(Task data begins)

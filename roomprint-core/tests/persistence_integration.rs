//! Integration tests for snapshot persistence
//!
//! Hosts store snapshots as JSON text. Everything learned must survive the trip
//! through text bit-for-bit, and snapshots written by older single-pool
//! builds must still load.

#![cfg(test)]

mod common;

use roomprint_core::{
    AreaProfile, CorrelationConfig, PortableRecord, ProfileStore, RecordError, RoomProfile,
};
use serde_json::{json, Value};

use common::generators::RssiGenerator;
use common::readings;
use common::scenarios::{room_pattern, strongest, ROOMS};

fn through_text(value: &Value) -> Value {
    let text = serde_json::to_string(value).unwrap();
    serde_json::from_str(&text).unwrap()
}

fn populated_store() -> ProfileStore {
    let mut store = ProfileStore::default();
    for (i, room) in ROOMS.iter().enumerate() {
        let mut generator = RssiGenerator::new(900 + i as u64, room_pattern(room), 3.5);
        for step in 0..45 {
            let sample = generator.sample();
            store.room_profile_mut(room).update(&sample);

            let mut others = sample.clone();
            if let Some((primary, rssi)) = strongest(&sample) {
                others.remove(&primary);
                let profile = store.area_profile_mut("phone", room);
                if step % 9 == 0 {
                    profile.update_button(rssi, &others, Some(primary.as_str()));
                } else {
                    profile.update(rssi, &others, Some(primary.as_str()));
                }
            }
        }
    }
    store
}

#[test]
fn store_survives_text_round_trip() {
    let store = populated_store();
    let snapshot = through_text(&store.to_portable_record());
    let restored = ProfileStore::from_portable_record(&snapshot).unwrap();

    assert_eq!(restored, store);
    assert_eq!(restored.area_count(), 4);
    assert_eq!(restored.room_count(), 4);
}

#[test]
fn scores_identical_after_reload() {
    let store = populated_store();
    let restored =
        ProfileStore::from_portable_record(&through_text(&store.to_portable_record())).unwrap();

    for room in ROOMS {
        let sample = readings(room_pattern(room));
        assert_eq!(restored.rank_rooms(&sample), store.rank_rooms(&sample));

        let mut others = sample.clone();
        let primary = others.remove("hall").unwrap();
        let before = store.area_profile("phone", room).unwrap();
        let after = restored.area_profile("phone", room).unwrap();
        assert_eq!(after.match_score(primary, &others), before.match_score(primary, &others));
        assert_eq!(after.has_button_training(), before.has_button_training());
    }
}

#[test]
fn snapshot_loads_with_other_tuning() {
    let store = populated_store();
    let tighter = CorrelationConfig::default().with_caps(2, 3);
    let restored =
        ProfileStore::from_portable_record_with(&store.to_portable_record(), &tighter).unwrap();

    for room in ROOMS {
        assert!(restored.area_profile("phone", room).unwrap().correlation_count() <= 2);
        assert!(restored.room_profile(room).unwrap().pair_count() <= 3);
    }
    assert_eq!(restored.config(), &tighter);
}

#[test]
fn single_pool_area_record_loads() {
    let legacy = json!({
        "area_id": "kitchen",
        "correlations": [
            { "scanner": "hall", "estimate": 16.0, "variance": 0.9, "samples": 120 },
            { "scanner": "office", "estimate": 28.0, "variance": 1.1, "samples": 12 }
        ],
        "absolute_profiles": [
            { "scanner": "kitchen", "estimate": -52.0, "variance": 0.8, "samples": 140 }
        ]
    });

    let profile = AreaProfile::from_portable_record(&legacy).unwrap();
    assert_eq!(profile.correlation_count(), 2);
    assert!(!profile.has_button_training());

    let hall = profile.correlation("hall").unwrap();
    assert_eq!(hall.estimate(), 16.0);
    assert_eq!(hall.sample_count(), 120);
    assert!(hall.is_mature());
    assert!(!profile.correlation("office").unwrap().is_mature());

    // Rewritten in the two-pool layout
    let upgraded = profile.to_portable_record();
    assert!(upgraded["correlations"][0]["auto"].is_object());
    assert_eq!(AreaProfile::from_portable_record(&upgraded).unwrap(), profile);
}

#[test]
fn single_pool_room_record_loads() {
    let legacy = json!({
        "area_id": "lounge",
        "scanner_pairs": [
            { "scanner": "S1|S2", "estimate": 10.0, "variance": 1.0, "samples": 50 }
        ]
    });

    let room = RoomProfile::from_portable_record(&legacy).unwrap();
    let pair = room.pair("S2", "S1").unwrap();
    assert!(pair.is_mature());
    assert!(room.get_match_score(&readings(&[("S1", -60.0), ("S2", -70.0)])) > 0.9);
}

#[test]
fn damaged_records_are_rejected() {
    let negative_variance = json!({
        "area_id": "kitchen",
        "correlations": [
            { "scanner": "hall", "auto": { "estimate": 16.0, "variance": -1.0, "sample_count": 3 } }
        ]
    });
    assert!(matches!(
        AreaProfile::from_portable_record(&negative_variance),
        Err(RecordError::InvalidField { field: "variance", .. })
    ));

    let no_scanner = json!({
        "area_id": "kitchen",
        "correlations": [{ "estimate": 1.0, "variance": 1.0, "samples": 3 }]
    });
    assert_eq!(
        AreaProfile::from_portable_record(&no_scanner),
        Err(RecordError::MissingField { field: "scanner" })
    );

    let not_an_object = json!("snapshot");
    assert!(matches!(
        ProfileStore::from_portable_record(&not_an_object),
        Err(RecordError::Malformed { .. })
    ));

    assert_eq!(
        ProfileStore::from_portable_record(&json!({ "version": 2 })),
        Err(RecordError::UnsupportedVersion { found: 2, supported: 1 })
    );
}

(Task data ends)

▶ _Exercise prompt_
Locate the string "tests" in the listing above and copy every line where it occurs.

▶ _Written answer_
filename roomprint-core/tests/persistence_integration.rs
//! Integration tests for snapshot persistence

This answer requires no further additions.